(Saved entries)

# # #

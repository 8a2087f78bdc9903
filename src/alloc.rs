//! Raw memory acquisition and in-place construction.
//!
//! [`Allocator`] is the surface an allocator provides: byte-level blocks plus in-place
//! construction and destruction, the latter two with defaults that most allocators keep.
//! Containers go through [`AllocatorTraits`], which every allocator gets for free and which
//! speaks in typed element counts.

use std::alloc::{self as heap, Layout};
use std::mem;
use std::ptr::{self, NonNull};

use crate::error::{AllocError, ContainerError};

/// Type used for element counts.
pub type SizeType = usize;

/// Type used for signed distances between positions.
pub type DifferenceType = isize;

/// A source of raw memory blocks.
///
/// # Safety
///
/// A block returned by `allocate` must be valid for reads and writes of `layout.size()` bytes,
/// aligned to `layout.align()`, and stay valid until it is passed back to `deallocate` with the
/// same layout. Copies of an allocator obtained through `Clone` must be able to free each other's
/// blocks.
///
/// An override of `construct` must leave `value` live in the slot, and an override of `destroy`
/// must drop the value in the slot exactly once.
pub unsafe trait Allocator {
    /// Acquires a block described by `layout`. `layout.size()` is never zero.
    fn allocate(&self, layout: Layout) -> Result<NonNull<u8>, AllocError>;

    /// Releases a block previously returned by `allocate`.
    ///
    /// # Safety
    ///
    /// `ptr` must come from `allocate` on this allocator (or a clone of it) with the same
    /// `layout`, and must not have been released already.
    unsafe fn deallocate(&self, ptr: NonNull<u8>, layout: Layout);

    /// Moves `value` into the raw slot.
    ///
    /// # Safety
    ///
    /// `slot` must be valid for writes and must not hold a live value, which would be leaked.
    unsafe fn construct<T>(&self, slot: NonNull<T>, value: T) {
        ptr::write(slot.as_ptr(), value)
    }

    /// Runs the destructor of the value at `slot` without releasing its memory.
    ///
    /// # Safety
    ///
    /// `slot` must hold a live value, which is dead afterwards.
    unsafe fn destroy<T>(&self, slot: NonNull<T>) {
        ptr::drop_in_place(slot.as_ptr())
    }

    /// Upper bound on the size of a single block, in bytes.
    fn max_bytes(&self) -> usize {
        isize::MAX as usize
    }
}

/// The default allocator, backed by the global heap.
#[derive(Clone, Copy, Debug, Default, PartialEq, Eq, Hash)]
pub struct Global;

unsafe impl Allocator for Global {
    fn allocate(&self, layout: Layout) -> Result<NonNull<u8>, AllocError> {
        debug_assert!(layout.size() != 0);
        // SAFETY: callers never request zero-sized layouts.
        NonNull::new(unsafe { heap::alloc(layout) }).ok_or(AllocError)
    }

    unsafe fn deallocate(&self, ptr: NonNull<u8>, layout: Layout) {
        heap::dealloc(ptr.as_ptr(), layout)
    }
}

unsafe impl<'a, A: Allocator + ?Sized> Allocator for &'a A {
    fn allocate(&self, layout: Layout) -> Result<NonNull<u8>, AllocError> {
        (**self).allocate(layout)
    }

    unsafe fn deallocate(&self, ptr: NonNull<u8>, layout: Layout) {
        (**self).deallocate(ptr, layout)
    }

    unsafe fn construct<T>(&self, slot: NonNull<T>, value: T) {
        (**self).construct(slot, value)
    }

    unsafe fn destroy<T>(&self, slot: NonNull<T>) {
        (**self).destroy(slot)
    }

    fn max_bytes(&self) -> usize {
        (**self).max_bytes()
    }
}

/// Typed access to any [`Allocator`].
///
/// This is the uniform surface the containers are written against: blocks are measured in
/// elements. Construction and destruction come from the `Allocator` supertrait and happen in
/// place without touching the block itself.
pub trait AllocatorTraits: Allocator {
    /// Acquires a block sized for exactly `n` values of `T`.
    ///
    /// Empty requests (`n == 0`, or a zero-sized `T`) return a dangling block without calling
    /// the allocator; such a block must never be dereferenced.
    fn allocate_array<T>(&self, n: SizeType) -> Result<NonNull<T>, ContainerError> {
        let layout = array_layout::<T>(self, n)?;
        if layout.size() == 0 {
            return Ok(NonNull::dangling());
        }
        self.allocate(layout)
            .map(NonNull::cast)
            .map_err(|AllocError| ContainerError::AllocFailed {
                bytes: layout.size(),
            })
    }

    /// Releases a block obtained from [`allocate_array`](Self::allocate_array).
    ///
    /// # Safety
    ///
    /// `block` must come from `allocate_array::<T>(n)` on this allocator with the same `n`, and
    /// every value constructed in it must already have been destroyed or moved out.
    unsafe fn deallocate_array<T>(&self, block: NonNull<T>, n: SizeType) {
        let size = mem::size_of::<T>() * n;
        if size != 0 {
            let layout = Layout::from_size_align_unchecked(size, mem::align_of::<T>());
            self.deallocate(block.cast(), layout);
        }
    }

    /// Largest element count a single block of `T` may hold.
    fn max_size<T>(&self) -> SizeType {
        self.max_bytes() / mem::size_of::<T>().max(1)
    }
}

impl<A: Allocator + ?Sized> AllocatorTraits for A {}

fn array_layout<T>(alloc: &(impl AllocatorTraits + ?Sized), n: usize) -> Result<Layout, ContainerError> {
    let max = alloc.max_size::<T>();
    if n > max {
        return Err(ContainerError::CapacityOverflow { requested: n, max });
    }
    Layout::array::<T>(n).map_err(|_| ContainerError::CapacityOverflow { requested: n, max })
}

#[cfg(test)]
mod tests {
    use super::*;

    #[test]
    fn zero_length_blocks_are_dangling() {
        let block = Global.allocate_array::<u64>(0).unwrap();
        assert_eq!(block, NonNull::dangling());
        unsafe { Global.deallocate_array(block, 0) };
    }

    #[test]
    fn construct_then_destroy_runs_drop_once() {
        use std::rc::Rc;

        let tracker = Rc::new(());
        let block = Global.allocate_array::<Rc<()>>(3).unwrap();
        unsafe {
            for i in 0..3 {
                Global.construct(NonNull::new_unchecked(block.as_ptr().add(i)), tracker.clone());
            }
            assert_eq!(Rc::strong_count(&tracker), 4);
            for i in 0..3 {
                Global.destroy(NonNull::new_unchecked(block.as_ptr().add(i)));
            }
            Global.deallocate_array(block, 3);
        }
        assert_eq!(Rc::strong_count(&tracker), 1);
    }

    #[test]
    fn max_size_is_a_byte_ceiling() {
        assert_eq!(Global.max_size::<u8>(), isize::MAX as usize);
        assert_eq!(Global.max_size::<u64>(), isize::MAX as usize / 8);
        assert_eq!(Global.max_size::<()>(), isize::MAX as usize);
    }

    #[test]
    fn oversized_requests_overflow() {
        let n = Global.max_size::<u32>() + 1;
        assert_eq!(
            Global.allocate_array::<u32>(n),
            Err(ContainerError::CapacityOverflow { requested: n, max: n - 1 })
        );
    }

    #[test]
    fn references_forward_to_the_allocator() {
        let alloc = &Global;
        let block = alloc.allocate_array::<u16>(4).unwrap();
        unsafe { alloc.deallocate_array(block, 4) };
    }
}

# # #

What you return should be the lines from the start of the data through the line with "-> Result<NonNull<u8>, AllocError>;", quoted exactly and nothing more.

repository 8a2087f78bdc9903
filename src/alloc.rs
//! Raw memory acquisition and in-place construction.
//!
//! [`Allocator`] is the surface an allocator provides: byte-level blocks plus in-place
//! construction and destruction, the latter two with defaults that most allocators keep.
//! Containers go through [`AllocatorTraits`], which every allocator gets for free and which
//! speaks in typed element counts.

use std::alloc::{self as heap, Layout};
use std::mem;
use std::ptr::{self, NonNull};

use crate::error::{AllocError, ContainerError};

/// Type used for element counts.
pub type SizeType = usize;

/// Type used for signed distances between positions.
pub type DifferenceType = isize;

/// A source of raw memory blocks.
///
/// # Safety
///
/// A block returned by `allocate` must be valid for reads and writes of `layout.size()` bytes,
/// aligned to `layout.align()`, and stay valid until it is passed back to `deallocate` with the
/// same layout. Copies of an allocator obtained through `Clone` must be able to free each other's
/// blocks.
///
/// An override of `construct` must leave `value` live in the slot, and an override of `destroy`
/// must drop the value in the slot exactly once.
pub unsafe trait Allocator {
    /// Acquires a block described by `layout`. `layout.size()` is never zero.
    fn allocate(&self, layout: Layout) -> Result<NonNull<u8>, AllocError>;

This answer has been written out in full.